*** Begin section ***

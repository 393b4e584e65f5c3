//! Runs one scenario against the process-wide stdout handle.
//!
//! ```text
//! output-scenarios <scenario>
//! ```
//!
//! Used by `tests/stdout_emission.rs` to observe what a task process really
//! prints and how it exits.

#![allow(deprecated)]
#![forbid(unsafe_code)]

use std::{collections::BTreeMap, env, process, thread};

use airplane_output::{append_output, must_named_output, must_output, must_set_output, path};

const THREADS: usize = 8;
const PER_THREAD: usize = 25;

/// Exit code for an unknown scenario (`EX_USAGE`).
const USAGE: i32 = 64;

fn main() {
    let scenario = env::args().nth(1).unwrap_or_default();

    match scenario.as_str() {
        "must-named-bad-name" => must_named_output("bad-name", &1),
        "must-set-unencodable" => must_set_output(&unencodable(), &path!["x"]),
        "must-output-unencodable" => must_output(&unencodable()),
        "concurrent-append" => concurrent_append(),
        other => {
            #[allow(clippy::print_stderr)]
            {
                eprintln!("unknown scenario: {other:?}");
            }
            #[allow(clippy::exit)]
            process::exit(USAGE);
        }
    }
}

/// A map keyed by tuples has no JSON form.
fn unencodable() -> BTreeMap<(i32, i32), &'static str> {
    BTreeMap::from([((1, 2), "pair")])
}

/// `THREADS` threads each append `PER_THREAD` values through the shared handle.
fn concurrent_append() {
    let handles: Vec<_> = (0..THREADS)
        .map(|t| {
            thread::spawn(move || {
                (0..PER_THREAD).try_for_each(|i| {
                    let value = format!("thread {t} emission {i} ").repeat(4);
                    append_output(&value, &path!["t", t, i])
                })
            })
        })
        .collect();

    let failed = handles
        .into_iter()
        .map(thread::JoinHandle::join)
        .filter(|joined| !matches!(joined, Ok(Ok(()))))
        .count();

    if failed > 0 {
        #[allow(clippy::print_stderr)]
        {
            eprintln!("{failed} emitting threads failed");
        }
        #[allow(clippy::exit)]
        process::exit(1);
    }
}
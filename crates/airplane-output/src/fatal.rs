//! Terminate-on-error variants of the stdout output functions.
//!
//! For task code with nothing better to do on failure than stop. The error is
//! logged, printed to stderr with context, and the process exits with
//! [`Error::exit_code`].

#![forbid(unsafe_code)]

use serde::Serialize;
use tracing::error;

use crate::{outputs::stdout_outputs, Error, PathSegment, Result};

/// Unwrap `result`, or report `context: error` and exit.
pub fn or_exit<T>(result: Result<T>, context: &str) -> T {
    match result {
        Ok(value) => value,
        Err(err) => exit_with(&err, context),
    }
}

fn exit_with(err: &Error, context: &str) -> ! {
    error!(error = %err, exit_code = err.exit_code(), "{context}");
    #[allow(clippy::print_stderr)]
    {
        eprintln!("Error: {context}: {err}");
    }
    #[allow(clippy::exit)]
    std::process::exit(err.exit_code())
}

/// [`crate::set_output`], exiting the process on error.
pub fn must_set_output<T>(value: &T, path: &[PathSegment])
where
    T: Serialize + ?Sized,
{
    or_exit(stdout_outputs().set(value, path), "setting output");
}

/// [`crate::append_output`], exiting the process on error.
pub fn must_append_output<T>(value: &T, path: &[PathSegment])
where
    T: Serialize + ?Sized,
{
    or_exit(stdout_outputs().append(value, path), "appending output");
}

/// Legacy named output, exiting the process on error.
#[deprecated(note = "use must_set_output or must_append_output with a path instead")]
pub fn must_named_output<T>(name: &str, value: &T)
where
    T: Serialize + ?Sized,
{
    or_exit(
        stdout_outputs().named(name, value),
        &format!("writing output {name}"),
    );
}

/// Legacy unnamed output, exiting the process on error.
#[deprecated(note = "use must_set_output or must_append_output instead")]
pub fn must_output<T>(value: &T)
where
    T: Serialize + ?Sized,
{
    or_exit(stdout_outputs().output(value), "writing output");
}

*** End section ***

| PROBLEM TO WORK ON |
The records above are to be set down again exactly as written.

| SOLUTION TO THIS EXERCISE |
repository 393b4e584e65f5c3
//! Runs one scenario against the process-wide stdout handle.
//!
//! ```text
//! output-scenarios <scenario>
//! ```
//!
//! Used by `tests/stdout_emission.rs` to observe what a task process really
//! prints and how it exits.

#![allow(deprecated)]
#![forbid(unsafe_code)]

use std::{collections::BTreeMap, env, process, thread};

use airplane_output::{append_output, must_named_output, must_output, must_set_output, path};

const THREADS: usize = 8;
const PER_THREAD: usize = 25;

/// Exit code for an unknown scenario (`EX_USAGE`).
const USAGE: i32 = 64;

fn main() {
    let scenario = env::args().nth(1).unwrap_or_default();

    match scenario.as_str() {
        "must-named-bad-name" => must_named_output("bad-name", &1),
        "must-set-unencodable" => must_set_output(&unencodable(), &path!["x"]),
        "must-output-unencodable" => must_output(&unencodable()),
        "concurrent-append" => concurrent_append(),
        other => {
            #[allow(clippy::print_stderr)]
            {
                eprintln!("unknown scenario: {other:?}");
            }
            #[allow(clippy::exit)]
            process::exit(USAGE);
        }
    }
}

/// A map keyed by tuples has no JSON form.
fn unencodable() -> BTreeMap<(i32, i32), &'static str> {
    BTreeMap::from([((1, 2), "pair")])
}

/// `THREADS` threads each append `PER_THREAD` values through the shared handle.
fn concurrent_append() {
    let handles: Vec<_> = (0..THREADS)
        .map(|t| {
            thread::spawn(move || {
                (0..PER_THREAD).try_for_each(|i| {
                    let value = format!("thread {t} emission {i} ").repeat(4);
                    append_output(&value, &path!["t", t, i])
                })
            })
        })
        .collect();

    let failed = handles
        .into_iter()
        .map(thread::JoinHandle::join)
        .filter(|joined| !matches!(joined, Ok(Ok(()))))
        .count();

    if failed > 0 {
        #[allow(clippy::print_stderr)]
        {
            eprintln!("{failed} emitting threads failed");
        }
        #[allow(clippy::exit)]
        process::exit(1);
    }
}
filename crates/airplane-output/src/fatal.rs
//! Terminate-on-error variants of the stdout output functions.
//!
//! For task code with nothing better to do on failure than stop. The error is
//! logged, printed to stderr with context, and the process exits with
//! [`Error::exit_code`].

#![forbid(unsafe_code)]

use serde::Serialize;
use tracing::error;

use crate::{outputs::stdout_outputs, Error, PathSegment, Result};

/// Unwrap `result`, or report `context: error` and exit.
pub fn or_exit<T>(result: Result<T>, context: &str) -> T {
    match result {
        Ok(value) => value,
        Err(err) => exit_with(&err, context),
    }
}

fn exit_with(err: &Error, context: &str) -> ! {
    error!(error = %err, exit_code = err.exit_code(), "{context}");
    #[allow(clippy::print_stderr)]
    {
        eprintln!("Error: {context}: {err}");
    }
    #[allow(clippy::exit)]
    std::process::exit(err.exit_code())
}

/// [`crate::set_output`], exiting the process on error.
pub fn must_set_output<T>(value: &T, path: &[PathSegment])
where
    T: Serialize + ?Sized,
{
    or_exit(stdout_outputs().set(value, path), "setting output");
}

/// [`crate::append_output`], exiting the process on error.
pub fn must_append_output<T>(value: &T, path: &[PathSegment])
where
    T: Serialize + ?Sized,
{
    or_exit(stdout_outputs().append(value, path), "appending output");
}

/// Legacy named output, exiting the process on error.
#[deprecated(note = "use must_set_output or must_append_output with a path instead")]
pub fn must_named_output<T>(name: &str, value: &T)
where
    T: Serialize + ?Sized,
{
    or_exit(
        stdout_outputs().named(name, value),
        &format!("writing output {name}"),
    );
}

/// Legacy unnamed output, exiting the process on error.
#[deprecated(note = "use must_set_output or must_append_output instead")]
pub fn must_output<T>(value: &T)
where
    T: Serialize + ?Sized,
{
    or_exit(stdout_outputs().output(value), "writing output");
}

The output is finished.